Tracing Islam's role in the popular imagination of American Christians from the colonial period to today, Kidd demonstrates that Protestant evangelicals have viewed Islam as a global threat--while also actively seeking to convert Muslims to the Christian faith--since the nation's founding. He shows how accounts of "Mahometan" despotism and lurid stories of European enslavement by Barbary pirates fueled early evangelicals' fears concerning Islam, and describes the growing conservatism of American missions to Muslim lands up through the post-World War II era. Kidd exposes American Christians' anxieties about an internal Islamic threat from groups like the Nation of Islam in the 1960s and America's immigrant Muslim population today, and he demonstrates why Islam has become central to evangelical "end-times" narratives. Pointing to many evangelicals' unwillingness to acknowledge Islam's theological commonalities with Christianity and their continued portrayal of Islam as an "evil" and false religion, Kidd explains why Christians themselves are ironically to blame for the failure of evangelism in the Muslim world.

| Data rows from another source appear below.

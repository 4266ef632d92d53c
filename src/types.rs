use serde::{Deserialize, Serialize};

use crate::prelude::*;

/// An era of one calendar: an ordered integer tag plus a stable identifier.
///
/// The value `1` is the era containing 1970-01-01 in every built-in calendar.
/// Eras are plain values; two eras are the same era when both tag and name match.
#[derive(Debug, Clone, Copy, PartialEq, Eq, PartialOrd, Ord, Hash, Display, Serialize)]
#[display(fmt = "{name}")]
#[serde(into = "i32")]
pub struct Era {
    value: i32,
    name:  &'static str,
}

impl Era {
    pub(crate) const fn new(value: i32, name: &'static str) -> Self {
        Self { value, name }
    }

    /// Returns the numeric era tag
    #[inline]
    pub const fn value(self) -> i32 {
        self.value
    }

    /// Returns the era identifier, e.g. `Heisei` or `CE`
    #[inline]
    pub const fn name(self) -> &'static str {
        self.name
    }
}

impl From<Era> for i32 {
    fn from(era: Era) -> Self {
        era.value
    }
}

/// How redundant or out-of-range field values are reconciled during resolution.
#[derive(Debug, Clone, Copy, PartialEq, Eq, Hash, Default, Display, Serialize, Deserialize)]
#[serde(rename_all = "lowercase")]
pub enum ResolverStyle {
    /// Every field is range-checked and aligned compositions must stay in the requested month/year.
    #[display(fmt = "STRICT")]
    Strict,
    /// Fields are range-checked, an overlong day-of-month is clamped to the last day of the month.
    #[default]
    #[display(fmt = "SMART")]
    Smart,
    /// Fields are applied as offsets from the start of the year and may overflow freely.
    #[display(fmt = "LENIENT")]
    Lenient,
}

/// Date-based units for arithmetic and differences.
#[derive(Debug, Clone, Copy, PartialEq, Eq, Hash, Display, Serialize, Deserialize)]
pub enum ChronoUnit {
    Days,
    Weeks,
    Months,
    Years,
    Decades,
    Centuries,
    Millennia,
    Eras,
}

impl ChronoUnit {
    /// Number of months in one unit, for the month-based units
    pub(crate) const fn months(self, months_per_year: i64) -> Option<i64> {
        match self {
            Self::Months => Some(1),
            Self::Years => Some(months_per_year),
            Self::Decades => Some(months_per_year * 10),
            Self::Centuries => Some(months_per_year * 100),
            Self::Millennia => Some(months_per_year * 1000),
            Self::Days | Self::Weeks | Self::Eras => None,
        }
    }
}

#[cfg(test)]
mod tests {
    use super::*;

    #[test]
    fn test_era_accessors() {
        let era = Era::new(2, "Heisei");
        assert_eq!(era.value(), 2);
        assert_eq!(era.name(), "Heisei");
        assert_eq!(era.to_string(), "Heisei");
    }

    #[test]
    fn test_era_ordering() {
        let taisho = Era::new(0, "Taisho");
        let showa = Era::new(1, "Showa");
        assert!(taisho < showa);
        assert_eq!(showa, Era::new(1, "Showa"));
    }

    #[test]
    fn test_era_into_i32() {
        let value: i32 = Era::new(-1, "Meiji").into();
        assert_eq!(value, -1);
    }

    #[test]
    fn test_era_serde() {
        let json = serde_json::to_string(&Era::new(1, "CE")).expect("failed to serialize era");
        assert_eq!(json, "1");
    }

    #[test]
    fn test_resolver_style_display() {
        assert_eq!(ResolverStyle::Strict.to_string(), "STRICT");
        assert_eq!(ResolverStyle::Smart.to_string(), "SMART");
        assert_eq!(ResolverStyle::Lenient.to_string(), "LENIENT");
        assert_eq!(ResolverStyle::default(), ResolverStyle::Smart);
    }

    #[test]
    fn test_resolver_style_serde() {
        let json = serde_json::to_string(&ResolverStyle::Lenient).expect("failed to serialize style");
        assert_eq!(json, r#""lenient""#);

        let parsed: ResolverStyle = serde_json::from_str(r#""strict""#).expect("failed to deserialize style");
        assert_eq!(parsed, ResolverStyle::Strict);
    }

    #[test]
    fn test_unit_months() {
        struct TestCase {
            unit:     ChronoUnit,
            expected: Option<i64>,
        }

        let cases = [
            TestCase { unit: ChronoUnit::Days, expected: None },
            TestCase { unit: ChronoUnit::Weeks, expected: None },
            TestCase { unit: ChronoUnit::Months, expected: Some(1) },
            TestCase { unit: ChronoUnit::Years, expected: Some(12) },
            TestCase { unit: ChronoUnit::Decades, expected: Some(120) },
            TestCase { unit: ChronoUnit::Centuries, expected: Some(1200) },
            TestCase { unit: ChronoUnit::Millennia, expected: Some(12000) },
            TestCase { unit: ChronoUnit::Eras, expected: None },
        ];

        for case in &cases {
            assert_eq!(case.unit.months(12), case.expected, "unit {}", case.unit);
        }
    }

    #[test]
    fn test_unit_display() {
        assert_eq!(ChronoUnit::Months.to_string(), "Months");
    }
}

American Christians and Islam is essential reading for anyone seeking to understand the causes of the mounting tensions between Christians and Muslims today.
Thomas S. Kidd
Thomas S. Kidd (PhD, Notre Dame) is distinguished professor of history at Baylor University. He has written many books, including America’s Colonial History and The Great Awakening, and also writes and appears regularly in mainstream media. A past winner of a National Endowment for the Humanities fellowship, he tweets at @ThomasSKidd.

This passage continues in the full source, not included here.